- **Task goal**: Set down exactly, from the records below, the line with "User entity (backend body mapping)." through the line with "never read back.", and nothing else.

- **Provided material**:

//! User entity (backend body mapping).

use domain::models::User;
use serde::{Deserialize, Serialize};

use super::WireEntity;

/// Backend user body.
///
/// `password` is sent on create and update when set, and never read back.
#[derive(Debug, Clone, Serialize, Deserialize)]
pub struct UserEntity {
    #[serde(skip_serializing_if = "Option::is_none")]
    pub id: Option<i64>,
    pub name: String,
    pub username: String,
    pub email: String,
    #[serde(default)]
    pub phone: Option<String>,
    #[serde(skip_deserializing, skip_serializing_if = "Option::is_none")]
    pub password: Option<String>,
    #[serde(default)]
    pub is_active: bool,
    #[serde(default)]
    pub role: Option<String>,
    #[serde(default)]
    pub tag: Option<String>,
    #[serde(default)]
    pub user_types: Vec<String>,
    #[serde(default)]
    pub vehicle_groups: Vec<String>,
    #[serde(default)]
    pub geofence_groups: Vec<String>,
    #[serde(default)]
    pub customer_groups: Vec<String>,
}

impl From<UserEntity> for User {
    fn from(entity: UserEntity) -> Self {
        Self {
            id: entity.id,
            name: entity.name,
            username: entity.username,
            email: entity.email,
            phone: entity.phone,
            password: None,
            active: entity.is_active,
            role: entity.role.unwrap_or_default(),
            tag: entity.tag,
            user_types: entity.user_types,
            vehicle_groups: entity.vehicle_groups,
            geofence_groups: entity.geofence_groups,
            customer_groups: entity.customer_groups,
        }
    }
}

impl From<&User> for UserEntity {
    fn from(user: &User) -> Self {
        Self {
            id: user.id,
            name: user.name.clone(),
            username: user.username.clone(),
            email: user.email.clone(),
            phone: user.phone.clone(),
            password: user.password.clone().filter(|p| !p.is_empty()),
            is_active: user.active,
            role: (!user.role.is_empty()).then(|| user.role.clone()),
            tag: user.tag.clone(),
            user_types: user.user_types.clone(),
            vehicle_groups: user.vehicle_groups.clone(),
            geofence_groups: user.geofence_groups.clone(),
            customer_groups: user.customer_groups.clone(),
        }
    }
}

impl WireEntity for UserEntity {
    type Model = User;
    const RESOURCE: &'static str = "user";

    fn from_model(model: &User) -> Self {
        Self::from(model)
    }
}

---

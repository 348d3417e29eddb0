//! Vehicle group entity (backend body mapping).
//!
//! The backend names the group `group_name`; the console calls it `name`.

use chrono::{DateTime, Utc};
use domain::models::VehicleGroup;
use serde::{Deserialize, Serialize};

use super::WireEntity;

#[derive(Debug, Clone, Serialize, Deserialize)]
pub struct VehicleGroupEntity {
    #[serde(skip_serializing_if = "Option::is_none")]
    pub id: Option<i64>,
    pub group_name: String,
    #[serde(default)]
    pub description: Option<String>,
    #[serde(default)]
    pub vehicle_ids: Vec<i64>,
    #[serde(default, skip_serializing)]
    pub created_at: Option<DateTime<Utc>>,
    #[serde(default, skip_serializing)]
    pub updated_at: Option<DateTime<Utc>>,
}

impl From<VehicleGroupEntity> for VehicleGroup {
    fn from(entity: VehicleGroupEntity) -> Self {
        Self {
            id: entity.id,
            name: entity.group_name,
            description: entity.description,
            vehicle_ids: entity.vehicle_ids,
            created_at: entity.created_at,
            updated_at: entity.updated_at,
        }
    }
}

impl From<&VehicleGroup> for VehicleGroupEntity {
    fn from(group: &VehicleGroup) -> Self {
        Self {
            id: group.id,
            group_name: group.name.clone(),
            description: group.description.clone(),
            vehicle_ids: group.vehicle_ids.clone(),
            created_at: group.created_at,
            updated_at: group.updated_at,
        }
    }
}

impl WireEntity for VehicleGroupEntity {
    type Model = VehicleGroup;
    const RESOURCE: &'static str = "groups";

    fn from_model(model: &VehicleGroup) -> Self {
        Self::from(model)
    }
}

...

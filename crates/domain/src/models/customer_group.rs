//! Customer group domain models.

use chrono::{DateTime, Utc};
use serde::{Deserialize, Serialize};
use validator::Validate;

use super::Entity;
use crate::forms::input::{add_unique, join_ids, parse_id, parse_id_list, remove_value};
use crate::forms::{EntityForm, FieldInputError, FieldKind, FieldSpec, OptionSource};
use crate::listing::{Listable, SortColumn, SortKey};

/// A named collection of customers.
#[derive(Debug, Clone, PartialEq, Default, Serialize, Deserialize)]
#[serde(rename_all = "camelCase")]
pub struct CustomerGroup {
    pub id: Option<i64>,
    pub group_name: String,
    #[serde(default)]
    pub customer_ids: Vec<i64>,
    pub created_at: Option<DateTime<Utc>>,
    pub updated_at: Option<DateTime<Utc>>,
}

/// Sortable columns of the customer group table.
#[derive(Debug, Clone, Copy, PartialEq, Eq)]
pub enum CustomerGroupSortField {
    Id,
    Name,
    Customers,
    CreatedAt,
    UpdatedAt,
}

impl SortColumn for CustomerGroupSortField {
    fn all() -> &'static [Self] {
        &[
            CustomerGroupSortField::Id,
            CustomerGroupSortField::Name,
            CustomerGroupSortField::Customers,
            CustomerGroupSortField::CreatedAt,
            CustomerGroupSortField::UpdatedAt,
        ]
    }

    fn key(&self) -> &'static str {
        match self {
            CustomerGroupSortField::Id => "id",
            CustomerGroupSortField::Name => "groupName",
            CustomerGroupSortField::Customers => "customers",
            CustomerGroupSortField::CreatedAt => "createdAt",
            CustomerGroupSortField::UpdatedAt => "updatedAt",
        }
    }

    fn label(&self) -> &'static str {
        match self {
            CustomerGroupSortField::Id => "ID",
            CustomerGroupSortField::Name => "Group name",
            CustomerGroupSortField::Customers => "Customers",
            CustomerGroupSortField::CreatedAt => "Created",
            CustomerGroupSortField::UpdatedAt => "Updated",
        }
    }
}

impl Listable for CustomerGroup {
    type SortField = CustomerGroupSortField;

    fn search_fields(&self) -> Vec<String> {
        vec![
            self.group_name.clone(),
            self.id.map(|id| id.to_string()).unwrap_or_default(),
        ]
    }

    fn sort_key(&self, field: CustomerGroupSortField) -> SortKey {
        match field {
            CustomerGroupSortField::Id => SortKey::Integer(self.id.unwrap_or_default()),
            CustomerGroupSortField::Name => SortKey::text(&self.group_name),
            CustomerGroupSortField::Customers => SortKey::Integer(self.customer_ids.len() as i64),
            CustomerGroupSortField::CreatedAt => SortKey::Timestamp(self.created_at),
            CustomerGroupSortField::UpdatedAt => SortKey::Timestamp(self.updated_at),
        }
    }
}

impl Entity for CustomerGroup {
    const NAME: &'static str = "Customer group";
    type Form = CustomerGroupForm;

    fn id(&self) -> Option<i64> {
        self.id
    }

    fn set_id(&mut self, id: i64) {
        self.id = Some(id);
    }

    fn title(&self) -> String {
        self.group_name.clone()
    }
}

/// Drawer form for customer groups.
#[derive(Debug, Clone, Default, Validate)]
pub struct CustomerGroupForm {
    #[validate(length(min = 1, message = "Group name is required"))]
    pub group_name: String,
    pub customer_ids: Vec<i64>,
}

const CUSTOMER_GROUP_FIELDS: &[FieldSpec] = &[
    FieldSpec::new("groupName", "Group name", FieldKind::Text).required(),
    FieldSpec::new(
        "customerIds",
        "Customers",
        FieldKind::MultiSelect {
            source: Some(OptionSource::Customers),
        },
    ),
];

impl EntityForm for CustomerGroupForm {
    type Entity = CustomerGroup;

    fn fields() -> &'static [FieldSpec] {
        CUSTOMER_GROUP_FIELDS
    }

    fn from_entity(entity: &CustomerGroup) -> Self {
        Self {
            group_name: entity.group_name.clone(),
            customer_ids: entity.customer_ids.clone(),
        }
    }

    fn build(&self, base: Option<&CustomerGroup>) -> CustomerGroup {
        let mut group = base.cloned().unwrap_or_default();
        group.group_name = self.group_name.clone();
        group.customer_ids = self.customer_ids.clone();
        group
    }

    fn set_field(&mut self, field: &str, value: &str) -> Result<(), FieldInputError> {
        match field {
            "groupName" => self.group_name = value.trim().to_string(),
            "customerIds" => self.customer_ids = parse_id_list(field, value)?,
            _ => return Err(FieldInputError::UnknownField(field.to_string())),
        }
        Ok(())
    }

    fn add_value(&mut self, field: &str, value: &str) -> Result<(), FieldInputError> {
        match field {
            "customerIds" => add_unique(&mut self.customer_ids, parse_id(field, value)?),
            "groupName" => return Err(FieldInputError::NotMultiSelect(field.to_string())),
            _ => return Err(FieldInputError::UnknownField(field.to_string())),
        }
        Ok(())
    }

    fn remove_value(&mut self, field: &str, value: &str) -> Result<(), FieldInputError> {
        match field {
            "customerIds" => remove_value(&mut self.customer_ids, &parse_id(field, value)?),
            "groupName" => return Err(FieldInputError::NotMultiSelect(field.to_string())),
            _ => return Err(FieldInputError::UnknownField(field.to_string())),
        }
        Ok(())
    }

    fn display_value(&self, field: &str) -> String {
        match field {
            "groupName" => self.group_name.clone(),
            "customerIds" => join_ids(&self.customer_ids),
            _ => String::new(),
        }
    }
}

- **Reply to the task**:
//! User entity (backend body mapping).

use domain::models::User;
use serde::{Deserialize, Serialize};

use super::WireEntity;

/// Backend user body.
///
/// `password` is sent on create and update when set, and never read back.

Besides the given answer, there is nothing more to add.